* Work item *
Your task is to repeat exactly the lines below between the line holding "repository 4c32444b046422e3" and the line holding "defines them. A", inclusive, and only those.

* Dataset entries *
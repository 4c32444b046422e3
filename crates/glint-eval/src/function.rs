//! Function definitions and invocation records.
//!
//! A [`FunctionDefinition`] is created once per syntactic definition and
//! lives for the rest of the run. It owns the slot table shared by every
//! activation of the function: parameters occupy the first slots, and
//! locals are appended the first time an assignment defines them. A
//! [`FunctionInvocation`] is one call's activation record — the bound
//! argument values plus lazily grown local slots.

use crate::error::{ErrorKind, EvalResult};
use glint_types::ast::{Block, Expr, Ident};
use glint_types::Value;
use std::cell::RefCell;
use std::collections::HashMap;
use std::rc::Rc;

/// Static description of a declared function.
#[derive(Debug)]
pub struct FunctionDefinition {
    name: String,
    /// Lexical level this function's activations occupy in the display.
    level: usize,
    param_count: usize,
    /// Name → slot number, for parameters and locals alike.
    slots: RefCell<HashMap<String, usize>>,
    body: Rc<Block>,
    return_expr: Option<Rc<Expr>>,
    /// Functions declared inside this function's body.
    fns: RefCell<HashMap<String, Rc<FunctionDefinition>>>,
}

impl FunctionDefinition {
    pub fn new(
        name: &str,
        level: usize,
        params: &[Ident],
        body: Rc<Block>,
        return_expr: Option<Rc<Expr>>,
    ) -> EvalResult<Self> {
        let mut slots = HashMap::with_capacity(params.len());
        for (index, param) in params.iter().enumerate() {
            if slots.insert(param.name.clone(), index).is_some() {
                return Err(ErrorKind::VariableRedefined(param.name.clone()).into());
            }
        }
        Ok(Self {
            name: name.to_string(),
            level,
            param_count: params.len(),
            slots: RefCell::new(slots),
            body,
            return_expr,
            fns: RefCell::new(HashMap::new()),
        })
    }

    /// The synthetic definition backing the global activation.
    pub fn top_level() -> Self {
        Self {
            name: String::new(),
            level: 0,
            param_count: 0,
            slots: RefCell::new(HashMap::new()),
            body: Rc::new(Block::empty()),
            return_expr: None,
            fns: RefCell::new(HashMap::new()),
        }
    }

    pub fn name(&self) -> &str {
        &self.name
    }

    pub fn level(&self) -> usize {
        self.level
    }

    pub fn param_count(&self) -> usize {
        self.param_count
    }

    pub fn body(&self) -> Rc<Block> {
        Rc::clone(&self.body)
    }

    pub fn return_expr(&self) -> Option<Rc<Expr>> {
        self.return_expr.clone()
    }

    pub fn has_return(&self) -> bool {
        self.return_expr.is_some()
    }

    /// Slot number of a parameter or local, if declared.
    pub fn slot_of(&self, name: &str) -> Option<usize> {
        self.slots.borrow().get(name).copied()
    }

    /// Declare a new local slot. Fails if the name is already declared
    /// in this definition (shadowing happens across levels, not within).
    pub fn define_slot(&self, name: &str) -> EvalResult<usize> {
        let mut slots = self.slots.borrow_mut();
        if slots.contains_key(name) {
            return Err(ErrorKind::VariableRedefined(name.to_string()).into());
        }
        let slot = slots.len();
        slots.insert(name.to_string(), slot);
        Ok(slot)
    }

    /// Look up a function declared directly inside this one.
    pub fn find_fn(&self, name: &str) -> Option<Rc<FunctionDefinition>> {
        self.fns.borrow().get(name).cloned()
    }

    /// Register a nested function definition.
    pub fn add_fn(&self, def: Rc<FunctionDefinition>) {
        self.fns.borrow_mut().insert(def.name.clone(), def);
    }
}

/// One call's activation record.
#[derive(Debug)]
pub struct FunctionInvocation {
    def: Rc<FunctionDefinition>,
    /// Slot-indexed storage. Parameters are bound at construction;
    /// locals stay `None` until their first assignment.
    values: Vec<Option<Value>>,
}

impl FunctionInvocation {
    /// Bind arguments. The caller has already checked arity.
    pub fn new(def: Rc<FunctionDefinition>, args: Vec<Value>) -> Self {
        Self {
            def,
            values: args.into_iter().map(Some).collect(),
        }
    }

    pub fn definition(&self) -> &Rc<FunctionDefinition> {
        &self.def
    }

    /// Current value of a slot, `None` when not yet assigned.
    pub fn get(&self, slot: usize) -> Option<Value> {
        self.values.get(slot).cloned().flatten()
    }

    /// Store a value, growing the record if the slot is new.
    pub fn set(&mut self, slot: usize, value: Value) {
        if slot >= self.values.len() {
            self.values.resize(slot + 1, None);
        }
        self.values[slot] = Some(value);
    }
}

---

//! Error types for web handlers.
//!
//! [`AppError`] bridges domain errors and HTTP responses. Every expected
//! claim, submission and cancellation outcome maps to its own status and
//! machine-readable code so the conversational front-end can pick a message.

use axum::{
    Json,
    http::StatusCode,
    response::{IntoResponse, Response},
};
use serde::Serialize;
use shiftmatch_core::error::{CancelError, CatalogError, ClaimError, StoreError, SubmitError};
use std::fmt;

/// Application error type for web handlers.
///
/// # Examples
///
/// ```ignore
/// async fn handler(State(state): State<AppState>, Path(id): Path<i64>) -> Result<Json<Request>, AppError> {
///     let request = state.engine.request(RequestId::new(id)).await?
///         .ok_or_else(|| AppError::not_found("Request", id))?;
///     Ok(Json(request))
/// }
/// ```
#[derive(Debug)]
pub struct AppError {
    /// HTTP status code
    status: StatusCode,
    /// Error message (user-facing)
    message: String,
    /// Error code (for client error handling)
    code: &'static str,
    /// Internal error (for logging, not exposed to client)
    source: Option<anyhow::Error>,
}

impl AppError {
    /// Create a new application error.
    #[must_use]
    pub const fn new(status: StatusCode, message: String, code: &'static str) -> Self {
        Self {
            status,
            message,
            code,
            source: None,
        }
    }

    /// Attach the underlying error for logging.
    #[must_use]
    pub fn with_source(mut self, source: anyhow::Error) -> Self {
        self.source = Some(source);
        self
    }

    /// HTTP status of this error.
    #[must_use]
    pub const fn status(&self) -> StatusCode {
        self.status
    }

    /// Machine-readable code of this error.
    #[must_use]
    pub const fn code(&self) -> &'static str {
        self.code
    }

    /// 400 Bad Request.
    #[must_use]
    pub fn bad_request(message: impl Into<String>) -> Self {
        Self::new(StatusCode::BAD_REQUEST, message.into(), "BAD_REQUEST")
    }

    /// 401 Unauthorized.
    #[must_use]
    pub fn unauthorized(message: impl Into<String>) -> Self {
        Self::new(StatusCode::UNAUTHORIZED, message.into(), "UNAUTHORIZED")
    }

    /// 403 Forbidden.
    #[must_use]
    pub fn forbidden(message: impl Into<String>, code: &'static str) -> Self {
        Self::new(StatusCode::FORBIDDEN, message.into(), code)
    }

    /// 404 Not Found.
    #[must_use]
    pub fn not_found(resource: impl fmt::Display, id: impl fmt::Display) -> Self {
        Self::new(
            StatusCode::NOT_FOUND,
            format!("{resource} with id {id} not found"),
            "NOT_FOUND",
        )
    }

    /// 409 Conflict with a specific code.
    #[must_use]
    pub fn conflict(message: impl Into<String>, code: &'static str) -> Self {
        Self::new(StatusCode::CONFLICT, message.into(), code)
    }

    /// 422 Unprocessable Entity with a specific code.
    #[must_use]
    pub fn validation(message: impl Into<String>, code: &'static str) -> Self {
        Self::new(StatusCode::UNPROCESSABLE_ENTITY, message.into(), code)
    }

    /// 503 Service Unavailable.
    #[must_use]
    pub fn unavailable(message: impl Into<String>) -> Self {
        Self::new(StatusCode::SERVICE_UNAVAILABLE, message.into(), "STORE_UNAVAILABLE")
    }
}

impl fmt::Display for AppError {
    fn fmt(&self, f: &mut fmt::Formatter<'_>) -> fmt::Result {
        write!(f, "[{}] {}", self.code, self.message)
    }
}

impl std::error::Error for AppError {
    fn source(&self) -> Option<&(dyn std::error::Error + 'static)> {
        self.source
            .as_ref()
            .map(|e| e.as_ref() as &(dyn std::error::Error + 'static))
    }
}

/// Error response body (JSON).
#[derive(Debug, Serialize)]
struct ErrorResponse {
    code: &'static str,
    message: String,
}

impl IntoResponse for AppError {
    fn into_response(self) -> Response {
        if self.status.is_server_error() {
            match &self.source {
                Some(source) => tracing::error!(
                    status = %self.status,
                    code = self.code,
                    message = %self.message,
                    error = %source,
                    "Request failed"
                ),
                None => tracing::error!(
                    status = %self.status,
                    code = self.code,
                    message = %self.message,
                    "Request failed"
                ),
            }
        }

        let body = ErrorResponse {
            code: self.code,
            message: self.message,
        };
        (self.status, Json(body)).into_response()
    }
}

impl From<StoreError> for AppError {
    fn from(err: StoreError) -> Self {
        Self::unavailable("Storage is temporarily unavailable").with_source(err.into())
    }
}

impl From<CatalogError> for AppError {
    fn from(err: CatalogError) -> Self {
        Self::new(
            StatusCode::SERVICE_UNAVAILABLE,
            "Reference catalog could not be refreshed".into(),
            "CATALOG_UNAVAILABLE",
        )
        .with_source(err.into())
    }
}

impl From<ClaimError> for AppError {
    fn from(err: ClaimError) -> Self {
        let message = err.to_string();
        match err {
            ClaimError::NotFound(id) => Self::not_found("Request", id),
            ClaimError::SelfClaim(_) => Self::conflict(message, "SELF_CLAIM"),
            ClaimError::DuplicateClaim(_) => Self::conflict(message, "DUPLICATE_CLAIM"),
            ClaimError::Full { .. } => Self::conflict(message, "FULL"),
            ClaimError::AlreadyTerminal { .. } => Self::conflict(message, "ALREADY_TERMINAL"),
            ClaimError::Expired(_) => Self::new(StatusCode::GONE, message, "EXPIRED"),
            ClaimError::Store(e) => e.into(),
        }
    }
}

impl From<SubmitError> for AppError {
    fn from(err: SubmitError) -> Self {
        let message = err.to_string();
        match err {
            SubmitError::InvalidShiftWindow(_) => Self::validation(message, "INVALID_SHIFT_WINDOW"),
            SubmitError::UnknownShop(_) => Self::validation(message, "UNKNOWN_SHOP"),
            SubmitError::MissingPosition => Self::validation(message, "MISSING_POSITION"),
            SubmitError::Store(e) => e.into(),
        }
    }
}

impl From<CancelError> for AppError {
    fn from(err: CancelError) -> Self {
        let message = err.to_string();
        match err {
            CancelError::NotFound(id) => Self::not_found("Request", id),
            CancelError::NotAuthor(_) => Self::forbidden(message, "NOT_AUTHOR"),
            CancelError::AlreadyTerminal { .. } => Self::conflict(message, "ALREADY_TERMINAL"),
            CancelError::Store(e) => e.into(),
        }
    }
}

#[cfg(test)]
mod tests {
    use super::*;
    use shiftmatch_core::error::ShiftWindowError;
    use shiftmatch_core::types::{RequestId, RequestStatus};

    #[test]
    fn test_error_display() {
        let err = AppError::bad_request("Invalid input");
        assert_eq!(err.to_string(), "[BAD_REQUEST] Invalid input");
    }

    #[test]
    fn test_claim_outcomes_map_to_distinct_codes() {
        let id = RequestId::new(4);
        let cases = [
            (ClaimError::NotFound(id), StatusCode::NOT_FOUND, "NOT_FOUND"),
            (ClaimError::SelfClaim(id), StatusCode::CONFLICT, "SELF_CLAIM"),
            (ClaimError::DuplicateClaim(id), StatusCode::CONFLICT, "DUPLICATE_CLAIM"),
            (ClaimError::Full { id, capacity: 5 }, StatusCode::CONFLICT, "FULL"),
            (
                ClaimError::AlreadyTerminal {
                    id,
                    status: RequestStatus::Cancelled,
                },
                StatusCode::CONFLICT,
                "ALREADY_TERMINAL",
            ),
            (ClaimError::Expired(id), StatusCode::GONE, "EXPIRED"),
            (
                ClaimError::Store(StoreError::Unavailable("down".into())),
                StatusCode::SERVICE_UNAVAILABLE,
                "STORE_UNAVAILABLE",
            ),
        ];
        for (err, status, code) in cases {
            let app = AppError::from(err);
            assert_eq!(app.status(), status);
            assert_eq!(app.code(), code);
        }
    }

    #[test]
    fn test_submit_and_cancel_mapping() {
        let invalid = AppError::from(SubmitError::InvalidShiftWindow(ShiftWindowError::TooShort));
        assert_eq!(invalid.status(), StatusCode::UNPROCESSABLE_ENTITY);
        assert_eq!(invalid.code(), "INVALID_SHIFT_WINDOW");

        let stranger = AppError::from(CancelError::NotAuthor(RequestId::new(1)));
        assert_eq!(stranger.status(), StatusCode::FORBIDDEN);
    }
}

==

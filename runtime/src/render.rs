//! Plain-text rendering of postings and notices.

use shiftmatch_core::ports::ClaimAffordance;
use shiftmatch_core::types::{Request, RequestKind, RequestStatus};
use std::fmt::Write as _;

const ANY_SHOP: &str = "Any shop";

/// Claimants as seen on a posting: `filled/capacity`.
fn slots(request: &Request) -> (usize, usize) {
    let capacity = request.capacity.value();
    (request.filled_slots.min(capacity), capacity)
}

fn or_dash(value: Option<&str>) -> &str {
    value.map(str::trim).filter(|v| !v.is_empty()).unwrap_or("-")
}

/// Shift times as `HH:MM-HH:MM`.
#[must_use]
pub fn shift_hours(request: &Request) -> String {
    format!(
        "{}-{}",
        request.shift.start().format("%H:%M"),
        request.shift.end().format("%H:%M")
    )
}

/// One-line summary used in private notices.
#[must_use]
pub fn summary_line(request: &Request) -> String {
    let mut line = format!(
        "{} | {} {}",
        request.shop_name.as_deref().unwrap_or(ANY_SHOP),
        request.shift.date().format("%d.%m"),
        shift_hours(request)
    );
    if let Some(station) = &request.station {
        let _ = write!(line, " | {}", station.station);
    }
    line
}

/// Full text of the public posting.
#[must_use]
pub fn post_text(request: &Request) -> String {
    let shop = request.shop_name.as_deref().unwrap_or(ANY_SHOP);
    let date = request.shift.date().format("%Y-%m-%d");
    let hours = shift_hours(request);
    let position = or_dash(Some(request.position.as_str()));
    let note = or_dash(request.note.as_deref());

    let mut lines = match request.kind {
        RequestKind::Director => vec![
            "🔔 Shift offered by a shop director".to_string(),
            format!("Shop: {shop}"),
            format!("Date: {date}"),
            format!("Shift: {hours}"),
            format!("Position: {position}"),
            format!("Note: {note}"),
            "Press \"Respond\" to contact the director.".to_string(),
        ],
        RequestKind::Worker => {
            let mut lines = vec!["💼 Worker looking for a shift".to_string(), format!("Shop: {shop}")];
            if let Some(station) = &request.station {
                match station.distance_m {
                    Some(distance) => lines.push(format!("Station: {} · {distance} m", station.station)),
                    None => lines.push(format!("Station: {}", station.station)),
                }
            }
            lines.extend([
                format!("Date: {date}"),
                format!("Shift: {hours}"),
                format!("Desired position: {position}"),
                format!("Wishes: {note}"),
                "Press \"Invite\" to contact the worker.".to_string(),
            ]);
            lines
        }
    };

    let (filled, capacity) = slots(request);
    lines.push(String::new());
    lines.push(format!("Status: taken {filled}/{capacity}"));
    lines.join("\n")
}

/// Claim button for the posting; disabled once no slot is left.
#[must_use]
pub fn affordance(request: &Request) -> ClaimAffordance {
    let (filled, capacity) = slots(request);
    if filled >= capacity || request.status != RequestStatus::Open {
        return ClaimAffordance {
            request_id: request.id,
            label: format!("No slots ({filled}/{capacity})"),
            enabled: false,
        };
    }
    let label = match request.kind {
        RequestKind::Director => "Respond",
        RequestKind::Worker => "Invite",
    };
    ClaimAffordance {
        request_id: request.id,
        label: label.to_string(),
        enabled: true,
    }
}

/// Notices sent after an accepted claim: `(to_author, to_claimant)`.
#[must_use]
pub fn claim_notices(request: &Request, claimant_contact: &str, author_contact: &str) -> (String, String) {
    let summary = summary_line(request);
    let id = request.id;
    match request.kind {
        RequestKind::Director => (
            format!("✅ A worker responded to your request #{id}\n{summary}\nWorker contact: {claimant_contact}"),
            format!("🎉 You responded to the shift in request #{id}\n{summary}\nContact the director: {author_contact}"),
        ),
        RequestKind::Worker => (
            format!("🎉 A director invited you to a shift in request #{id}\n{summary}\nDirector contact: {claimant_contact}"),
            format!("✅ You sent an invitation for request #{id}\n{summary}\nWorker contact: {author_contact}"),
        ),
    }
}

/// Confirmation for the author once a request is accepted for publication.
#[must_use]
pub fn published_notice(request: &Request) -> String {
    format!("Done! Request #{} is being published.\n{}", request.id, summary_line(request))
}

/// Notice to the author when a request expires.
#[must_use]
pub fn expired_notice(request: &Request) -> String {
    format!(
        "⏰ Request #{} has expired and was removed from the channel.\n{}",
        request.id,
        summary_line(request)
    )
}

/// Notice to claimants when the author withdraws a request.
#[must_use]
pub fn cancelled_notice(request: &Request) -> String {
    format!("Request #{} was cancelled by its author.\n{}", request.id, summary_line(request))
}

* Answer section *
repository 4c32444b046422e3
filename crates/glint-eval/src/function.rs
//! Function definitions and invocation records.
//!
//! A [`FunctionDefinition`] is created once per syntactic definition and
//! lives for the rest of the run. It owns the slot table shared by every
//! activation of the function: parameters occupy the first slots, and
//! locals are appended the first time an assignment defines them. A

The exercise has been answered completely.